IN: Maternity leave is between nine and 18 weeks’ full pay dependent on service. Paternity leave is two weeks’ full pay and further paid leave in the first year. We have a strong commitment to flexible employment conditions and other adjustments on return and shared parental leave is available at the London office.
SH: Do you think these policies need to change? Do you recognise that only when we have equal maternity and paternity leave packages will we get equality in the workplace?
IN: I am not sure equality is the point. I am keen to defend maternity leave because even in physical terms, women’s careers are far more disrupted than men’s. We have got to make sure men can play a role raising kids in the home and that’s the argument for equal paternity pay. However, I am really nervous about any attempts to balance it out “rationally.” We should keep and extend maternity while pushing for paternity to catch up.
SH: Does your company have a policy on the gender pay gap?
IN: No specific gender pay gap policy. The company has an equality and celebrating diversity policy and we have safeguards in place, such as monitoring the gender pay gap and six monthly pay reviews to identify and resolve any potential concerns at our London office only.
SH: As I am sure you know, women only represent three per cent of the creative directors in the advertising industry globally.
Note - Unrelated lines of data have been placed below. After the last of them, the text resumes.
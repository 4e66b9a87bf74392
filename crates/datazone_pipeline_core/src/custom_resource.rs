use std::collections::BTreeMap;

use serde::{Deserialize, Serialize};
use serde_json::{json, Map, Value};
use sha2::{Digest, Sha256};

use crate::grant_request::PolicyGrant;

pub const PHYSICAL_ID_PREFIX: &str = "policy-grant-";

#[derive(Debug, Clone, Copy, PartialEq, Eq, Serialize, Deserialize)]
pub enum RequestType {
    Create,
    Update,
    Delete,
}

impl RequestType {
    pub fn as_str(self) -> &'static str {
        match self {
            Self::Create => "Create",
            Self::Update => "Update",
            Self::Delete => "Delete",
        }
    }
}

/// CloudFormation custom resource request envelope.
#[derive(Debug, Clone, PartialEq, Serialize, Deserialize)]
#[serde(rename_all = "PascalCase")]
pub struct CustomResourceEvent {
    pub request_type: RequestType,
    #[serde(rename = "ResponseURL", default)]
    pub response_url: Option<String>,
    #[serde(default)]
    pub stack_id: Option<String>,
    #[serde(default)]
    pub request_id: Option<String>,
    #[serde(default)]
    pub logical_resource_id: Option<String>,
    #[serde(default)]
    pub physical_resource_id: Option<String>,
    #[serde(default)]
    pub resource_type: Option<String>,
    #[serde(default)]
    pub resource_properties: Map<String, Value>,
    #[serde(default)]
    pub old_resource_properties: Option<Map<String, Value>>,
}

#[derive(Debug, Clone, Copy, PartialEq, Eq, Serialize, Deserialize)]
#[serde(rename_all = "SCREAMING_SNAKE_CASE")]
pub enum ResponseStatus {
    Success,
    Failed,
}

/// Terminal result of one invocation, sent exactly once.
#[derive(Debug, Clone, PartialEq, Eq)]
pub struct ReconciliationResult {
    pub status: ResponseStatus,
    pub physical_resource_id: String,
    pub data: BTreeMap<String, String>,
}

impl ReconciliationResult {
    pub fn success(physical_resource_id: impl Into<String>, message: impl Into<String>) -> Self {
        Self {
            status: ResponseStatus::Success,
            physical_resource_id: physical_resource_id.into(),
            data: BTreeMap::from([("Message".to_string(), message.into())]),
        }
    }

    pub fn failed(physical_resource_id: impl Into<String>, error: impl Into<String>) -> Self {
        Self {
            status: ResponseStatus::Failed,
            physical_resource_id: physical_resource_id.into(),
            data: BTreeMap::from([("Error".to_string(), error.into())]),
        }
    }

    /// Success that still carries a warning for the stack operator.
    pub fn success_with_warning(
        physical_resource_id: impl Into<String>,
        warning: impl Into<String>,
    ) -> Self {
        Self {
            status: ResponseStatus::Success,
            physical_resource_id: physical_resource_id.into(),
            data: BTreeMap::from([("Warning".to_string(), warning.into())]),
        }
    }

    pub fn error(&self) -> Option<&str> {
        self.data.get("Error").map(String::as_str)
    }
}

/// Identifiers CloudFormation needs to correlate a response with its request.
#[derive(Debug, Clone, Default, PartialEq, Eq)]
pub struct ResponseTarget {
    pub stack_id: Option<String>,
    pub request_id: Option<String>,
    pub logical_resource_id: Option<String>,
}

/// Correlation fields read from an envelope that failed to deserialize, so a
/// FAILED response can still reach CloudFormation.
#[derive(Debug, Clone, Default, PartialEq, Eq)]
pub struct RawEnvelope {
    pub response_url: Option<String>,
    pub physical_resource_id: Option<String>,
    pub target: ResponseTarget,
}

impl RawEnvelope {
    pub fn from_value(payload: &Value) -> Self {
        let field = |name: &str| {
            payload
                .get(name)
                .and_then(Value::as_str)
                .filter(|text| !text.trim().is_empty())
                .map(str::to_string)
        };
        Self {
            response_url: field("ResponseURL"),
            physical_resource_id: field("PhysicalResourceId"),
            target: ResponseTarget {
                stack_id: field("StackId"),
                request_id: field("RequestId"),
                logical_resource_id: field("LogicalResourceId"),
            },
        }
    }
}

/// Response document PUT to the pre-signed `ResponseURL`.
#[derive(Debug, Clone, PartialEq, Serialize, Deserialize)]
#[serde(rename_all = "PascalCase")]
pub struct CustomResourceResponse {
    pub status: ResponseStatus,
    pub reason: String,
    pub physical_resource_id: String,
    pub stack_id: Option<String>,
    pub request_id: Option<String>,
    pub logical_resource_id: Option<String>,
    pub no_echo: bool,
    pub data: BTreeMap<String, String>,
}

impl CustomResourceResponse {
    pub fn new(
        event: &CustomResourceEvent,
        result: &ReconciliationResult,
        log_stream_name: &str,
    ) -> Self {
        Self::for_request(
            ResponseTarget {
                stack_id: event.stack_id.clone(),
                request_id: event.request_id.clone(),
                logical_resource_id: event.logical_resource_id.clone(),
            },
            result,
            log_stream_name,
        )
    }

    pub fn for_request(
        target: ResponseTarget,
        result: &ReconciliationResult,
        log_stream_name: &str,
    ) -> Self {
        let pointer = format!("See the details in CloudWatch Log Stream: {log_stream_name}");
        let reason = match result.error() {
            Some(error) if result.status == ResponseStatus::Failed => format!("{error}. {pointer}"),
            _ => pointer,
        };

        Self {
            status: result.status,
            reason,
            physical_resource_id: result.physical_resource_id.clone(),
            stack_id: target.stack_id,
            request_id: target.request_id,
            logical_resource_id: target.logical_resource_id,
            no_echo: false,
            data: result.data.clone(),
        }
    }
}

/// Stable identity of a grant, used as the physical resource id so that an
/// Update with unchanged properties never triggers a replacement.
pub fn grant_physical_resource_id(grant: &PolicyGrant) -> String {
    let identity = json!({
        "domain": grant.domain_id,
        "entity": grant.entity_id,
        "entity_type": grant.entity_type,
        "policy_type": grant.policy_type,
        "principal": grant.principal,
    });
    let mut hasher = Sha256::new();
    hasher.update(identity.to_string());
    let digest = format!("{:x}", hasher.finalize());
    format!("{PHYSICAL_ID_PREFIX}{}", &digest[..16])
}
What would be your advice for a female creative, aspiring to become a creative director?
IN: Hold your nerve. Don’t settle for an agency that won’t respect you because you work differently. Remember that there are an increasing number of agencies that don’t see that role as something men do better than women. I recommend aspiring female creatives to seek these agencies out and eventually these will become the norm. Don’t get trapped in a role where you aren’t valued.
SH: Name me the one key behaviour change you think men can make in the workplace that will have the biggest impact on fostering gender diversity?
IN: Don’t assume you understand the female perspective. Really ask questions and be humble about it.
SH: How do you think we can best get more men involved in the discussion?
IN: I instinctively believe all things being equal, diverse organisations perform better. When conversations show how businesses perform better, it captures peoples’ attention. The more sustainable and high-performing diverse companies become, the more we will be able to get that conversation happening.
SH: What’s the one thing (if any) you commit to doing as a result of this interview?
IN: It has been four or five months since I looked at the data. I will look at the data again to see how we are doing.
SH: Finally, who would you like to nominate for the next Token Man interview?
IN: Gary Bramall, chief marketing officer at Hailo, Howard Belk, co-chief executive at Siegal Gale and Made by Many founder and chief executive Tim Malbon.
Token Man is an initiative from the founder of Creative Social, Daniele Fiandaca. Previous interviews have included Tribal Worldwide's Allan Blair in conversation with Bima's Bridget Beale, and a Q&A between Geometry Global's Georgia Barretta and Nils Leonard of Grey London.